One can perhaps debate as to whether Laroche was ahead of her time, since her comments addressed very real issues that faculty, students, and colleges faced as she spoke, but one can hardly question that her reflections and exhortations remain as relevant today as they were then.

The ASCCC honored Laroche as a senator emeritus with Resolution 1.05 in Spring 1990 and again with Resolution 1.02 in Fall 1994 upon her passing. In 1994, the Jonnah Laroche Memorial Scholarship for continuing and transferring community college students was established. Yet Laroche’s impact on the ASCCC and on faculty in the California Community Colleges system goes beyond recognition and honors. First as ASCCC president and later as the first faculty member on the Board of Governors, Laroche blazed a trail of faculty leadership for all who followed her, speaking for the faculty with a clear and unrestrained voice and demonstrating her constant dedication to serving the interests of all community college students.

REFERENCES

1988-89 ASCCC Annual Report. (1989, June). Sacramento, CA: Academic Senate for California Community Colleges.
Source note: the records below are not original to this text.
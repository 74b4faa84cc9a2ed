//! One open timer context (a tab, window or process).
//!
//! A context owns a replica of the learner's session and decides, through the
//! leadership coordinator, whether it is the one driving the countdown. The
//! step API is deterministic: every call takes `now`, nothing reads the clock.
//!
//! Command handling order: drain pending inbound messages, claim leadership,
//! act on the engine, publish the result.

use chrono::{DateTime, Utc};

use super::hub::ContextWiring;
use crate::error::SettingsError;
use crate::events::Event;
use crate::signal::SignalDispatcher;
use crate::storage::LocalSettingsStore;
use crate::sync::{
    ChangeFeed, ChannelMessage, ContextId, FanoutBus, LeadershipChange, LeadershipClaim,
    LeadershipCoordinator, LearnerId, ReconcileOutcome, ReplicaSynchronizer, Role, SessionRecord,
    StalenessGuard, Subscription,
};
use crate::timer::{Phase, SessionState, Settings, TimerEngine};

/// Something that arrived from outside the context.
#[derive(Debug, Clone, PartialEq)]
pub enum Inbound {
    Channel(ChannelMessage),
    Remote(SessionRecord),
}

pub struct TimerContext {
    id: ContextId,
    learner: LearnerId,
    engine: TimerEngine,
    leadership: LeadershipCoordinator,
    bus: FanoutBus,
    inbox: Subscription,
    replica: Option<ReplicaSynchronizer>,
    feed: Option<ChangeFeed>,
    /// Staleness guard for `state_update` messages on the local channel.
    local_guard: StalenessGuard,
    local_settings: Option<LocalSettingsStore>,
    signals: SignalDispatcher,
}

impl std::fmt::Debug for TimerContext {
    fn fmt(&self, f: &mut std::fmt::Formatter<'_>) -> std::fmt::Result {
        f.debug_struct("TimerContext")
            .field("id", &self.id)
            .field("learner", &self.learner)
            .field("role", &self.leadership.role())
            .field("state", self.engine.state())
            .finish_non_exhaustive()
    }
}

impl TimerContext {
    pub(crate) fn new(wiring: ContextWiring, now: DateTime<Utc>) -> Self {
        let ContextWiring {
            id,
            learner,
            bus,
            store,
            local_settings,
            settings,
            config,
            player,
        } = wiring;

        // Subscribe before the point query so nothing written in between is lost.
        let inbox = bus.subscribe(id.clone());
        let mut replica = store.map(|store| ReplicaSynchronizer::new(store, learner.clone(), &config));
        let feed = replica.as_ref().map(ReplicaSynchronizer::subscribe);

        let hydrated = match replica.as_mut().map(ReplicaSynchronizer::hydrate) {
            Some(Ok(state)) => state,
            Some(Err(e)) => {
                tracing::warn!(learner = %learner, error = %e, "could not hydrate session, starting fresh");
                None
            }
            None => None,
        };
        let engine = match hydrated {
            Some(state) => TimerEngine::from_state(state),
            None => TimerEngine::new(settings.load(), now),
        };

        tracing::info!(
            context = %id,
            learner = %learner,
            durable = replica.is_some(),
            phase = %engine.phase(),
            remaining = engine.remaining_secs(),
            "context attached"
        );

        let mut leadership = LeadershipCoordinator::new(id.clone(), &config, now);
        leadership.observe_sequence(bus.high_water());

        Self {
            leadership,
            id,
            learner,
            engine,
            bus,
            inbox,
            replica,
            feed,
            local_guard: StalenessGuard::new(),
            local_settings,
            signals: SignalDispatcher::new(player),
        }
    }

    // ── Queries ──────────────────────────────────────────────────────

    pub fn id(&self) -> &ContextId {
        &self.id
    }

    pub fn learner(&self) -> &LearnerId {
        &self.learner
    }

    pub fn role(&self) -> Role {
        self.leadership.role()
    }

    pub fn is_leader(&self) -> bool {
        self.leadership.is_leader()
    }

    pub fn leadership(&self) -> &LeadershipCoordinator {
        &self.leadership
    }

    pub fn state(&self) -> &SessionState {
        self.engine.state()
    }

    pub fn engine(&self) -> &TimerEngine {
        &self.engine
    }

    /// Completion signals this context has fired.
    pub fn signals_dispatched(&self) -> u64 {
        self.signals.dispatched()
    }

    pub fn has_pending_push(&self) -> bool {
        self.replica.as_ref().is_some_and(ReplicaSynchronizer::has_pending)
    }

    pub fn snapshot(&self, now: DateTime<Utc>) -> Event {
        self.engine.snapshot(now)
    }

    // ── Step API ─────────────────────────────────────────────────────

    /// Process inbound messages, run the election check, send a heartbeat if
    /// due and retry or schedule store pushes.
    pub fn poll(&mut self, now: DateTime<Utc>) -> Vec<Event> {
        let mut events = self.drain(now);

        let promoted = matches!(
            self.leadership.check_silence(now),
            Some(LeadershipChange::Promoted { .. })
        );
        if self.leadership.heartbeat_due(now) {
            self.send_heartbeat(now);
        }
        if promoted {
            events.push(self.elected(now));
        }
        if self.leadership.is_leader() {
            if let Some(replica) = self.replica.as_mut() {
                replica.on_periodic(self.engine.state(), now);
            }
        }
        events
    }

    /// One second of countdown. Only the leader ticks.
    pub fn tick(&mut self, now: DateTime<Utc>) -> Option<Event> {
        if !self.leadership.is_leader() {
            return None;
        }
        let was_running = self.engine.is_running();
        let event = self.engine.tick(now);
        match &event {
            Some(e) if e.is_completion() => {
                self.on_completion(e);
                self.publish_transition(now);
            }
            _ if was_running && self.replica.is_none() => self.broadcast_state(now),
            _ => {}
        }
        event
    }

    /// Poll then tick; what the driver does once per second.
    pub fn step(&mut self, now: DateTime<Utc>) -> Vec<Event> {
        let mut events = self.poll(now);
        events.extend(self.tick(now));
        events
    }

    // ── Commands ─────────────────────────────────────────────────────

    /// Take leadership on user intent without acting yet.
    pub fn claim(&mut self, now: DateTime<Utc>) -> Vec<Event> {
        let mut events = self.drain(now);
        if let Some(LeadershipChange::Promoted { .. }) = self.leadership.claim(now) {
            self.send_heartbeat(now);
            events.push(self.elected(now));
        }
        events
    }

    pub fn start(&mut self, now: DateTime<Utc>) -> Vec<Event> {
        self.command(now, TimerEngine::start)
    }

    pub fn pause(&mut self, now: DateTime<Utc>) -> Vec<Event> {
        self.command(now, TimerEngine::pause)
    }

    pub fn reset(&mut self, now: DateTime<Utc>) -> Vec<Event> {
        self.command(now, TimerEngine::reset)
    }

    pub fn skip(&mut self, to: Phase, now: DateTime<Utc>) -> Vec<Event> {
        self.command(now, |engine, now| Some(engine.skip(to, now)))
    }

    /// Replace settings. Rejected settings change nothing, leadership included.
    pub fn update_settings(
        &mut self,
        settings: Settings,
        now: DateTime<Utc>,
    ) -> Result<Vec<Event>, SettingsError> {
        settings.validate()?;
        if let (None, Some(local)) = (&self.replica, &self.local_settings) {
            if let Err(e) = local.save(&settings) {
                tracing::warn!(error = %e, "could not save local settings");
            }
        }
        Ok(self.command(now, |engine, now| Some(engine.apply_settings(settings, now))))
    }

    /// Leave gracefully: a leader pushes its final state and hands
    /// leadership over.
    pub fn detach(mut self, now: DateTime<Utc>) {
        if self.leadership.is_leader() {
            if let Some(replica) = self.replica.as_mut() {
                replica.on_transition(self.engine.state(), now);
            }
        }
        if let Some(claim) = self.leadership.resign(now) {
            self.bus.publish(ChannelMessage::Resign {
                sender: claim.holder,
                timestamp: claim.timestamp,
                sequence: claim.sequence,
            });
        }
        tracing::info!(context = %self.id, "context detached");
    }

    // ── Inbound ──────────────────────────────────────────────────────

    /// Wait for the next message from the channel or the change feed.
    pub async fn next_inbound(&mut self) -> Option<Inbound> {
        let inbox = &mut self.inbox;
        match self.feed.as_mut() {
            Some(feed) => tokio::select! {
                Some(msg) = inbox.next() => Some(Inbound::Channel(msg)),
                Some(record) = feed.next() => Some(Inbound::Remote(record)),
                else => None,
            },
            None => inbox.next().await.map(Inbound::Channel),
        }
    }

    pub fn handle_inbound(&mut self, inbound: Inbound, now: DateTime<Utc>) -> Vec<Event> {
        match inbound {
            Inbound::Channel(msg) => self.handle_message(msg, now),
            Inbound::Remote(record) => self.handle_record(&record, now),
        }
    }

    fn drain(&mut self, now: DateTime<Utc>) -> Vec<Event> {
        let mut events = Vec::new();
        while let Some(msg) = self.inbox.try_next() {
            events.extend(self.handle_message(msg, now));
        }
        while let Some(record) = self.feed.as_mut().and_then(ChangeFeed::try_next) {
            events.extend(self.handle_record(&record, now));
        }
        events
    }

    fn handle_message(&mut self, msg: ChannelMessage, now: DateTime<Utc>) -> Vec<Event> {
        match msg {
            ChannelMessage::LeaderHeartbeat {
                sender,
                timestamp,
                sequence,
            } => {
                let claim = LeadershipClaim {
                    holder: sender,
                    timestamp,
                    sequence,
                };
                match self.leadership.observe_heartbeat(&claim, now) {
                    Some(LeadershipChange::Demoted { by }) => {
                        if let Some(replica) = self.replica.as_mut() {
                            replica.clear_pending();
                        }
                        vec![Event::LeaderDemoted {
                            context_id: self.id.clone(),
                            superseded_by: by,
                            at: now,
                        }]
                    }
                    _ => Vec::new(),
                }
            }
            ChannelMessage::StateUpdate {
                sequence, payload, ..
            } => {
                self.leadership.observe_sequence(sequence);
                if self.leadership.is_leader() || self.replica.is_some() {
                    return Vec::new();
                }
                if !self.local_guard.admit(payload.updated_at) {
                    tracing::debug!(context = %self.id, updated_at = %payload.updated_at, "discarding stale state update");
                    return Vec::new();
                }
                self.engine.restore(payload);
                vec![self.remote_applied()]
            }
            ChannelMessage::Resign {
                sender, sequence, ..
            } => {
                self.leadership.observe_resign(&sender, sequence, now);
                Vec::new()
            }
        }
    }

    fn handle_record(&mut self, record: &SessionRecord, now: DateTime<Utc>) -> Vec<Event> {
        let Some(replica) = self.replica.as_mut() else {
            return Vec::new();
        };
        match replica.reconcile(record, self.engine.state(), self.leadership.is_leader(), now) {
            ReconcileOutcome::Applied(state) => {
                self.engine.restore(state);
                vec![self.remote_applied()]
            }
            ReconcileOutcome::IgnoredAsLeader | ReconcileOutcome::Stale => Vec::new(),
        }
    }

    // ── Internal ─────────────────────────────────────────────────────

    fn command(
        &mut self,
        now: DateTime<Utc>,
        act: impl FnOnce(&mut TimerEngine, DateTime<Utc>) -> Option<Event>,
    ) -> Vec<Event> {
        let mut events = self.claim(now);
        if let Some(event) = act(&mut self.engine, now) {
            if event.is_completion() {
                self.on_completion(&event);
            }
            self.publish_transition(now);
            events.push(event);
        }
        events
    }

    /// Reported after the promotion heartbeat went out, carrying its sequence.
    fn elected(&self, now: DateTime<Utc>) -> Event {
        Event::LeaderElected {
            context_id: self.id.clone(),
            sequence: self.leadership.heartbeat_sequence(),
            at: now,
        }
    }

    fn remote_applied(&self) -> Event {
        let state = self.engine.state();
        Event::RemoteApplied {
            phase: state.phase,
            running: state.running,
            remaining_secs: state.remaining_seconds,
            updated_at: state.updated_at,
        }
    }

    fn on_completion(&mut self, event: &Event) {
        if let Event::PhaseCompleted {
            from,
            to,
            cycles_completed,
            long_break,
            ..
        } = event
        {
            tracing::info!(
                context = %self.id,
                from = %from,
                to = %to,
                cycles = cycles_completed,
                long_break,
                "phase completed"
            );
        }
        self.signals.dispatch(self.engine.settings());
    }

    fn send_heartbeat(&mut self, now: DateTime<Utc>) {
        let Some(claim) = self.leadership.heartbeat(now) else {
            return;
        };
        tracing::debug!(context = %self.id, sequence = claim.sequence, "heartbeat");
        self.bus.publish(ChannelMessage::heartbeat(&claim));
        if self.replica.is_none() {
            self.broadcast_state(now);
        }
    }

    /// Full state on the local channel. Only used without a durable store.
    fn broadcast_state(&mut self, now: DateTime<Utc>) {
        let sequence = self.leadership.next_sequence();
        self.bus.publish(ChannelMessage::StateUpdate {
            sender: self.id.clone(),
            timestamp: now,
            sequence,
            payload: self.engine.state().clone(),
        });
    }

    fn publish_transition(&mut self, now: DateTime<Utc>) {
        match self.replica.as_mut() {
            Some(replica) => {
                replica.on_transition(self.engine.state(), now);
            }
            None => self.broadcast_state(now),
        }
    }
}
1989-90 ASCCC Annual Report. (1990, June). Sacramento, CA: Academic Senate for California Community Colleges.

Conn, E. (1986). “60 Milestones in the History of Senates and the Academic Senate for California Community Colleges.” Retrieved from Academic Senate for California Community Colleges. https://www.asccc.org/papers/sixty-milestones-history-senates-and-acade….

Grosz, K. (1990). “KG Bog Notebook.” Unpublished notes of Board of Governors meetings and experiences.

McCallum, P. (2000). “Favorite FACCC Memories.” FACCTS, December 2000. Retrieved from https://files.eric.ed.gov/fulltext/ED454888.pdf.

Nussbaum, Tom. (2020, March 8). Electronic communication to the author.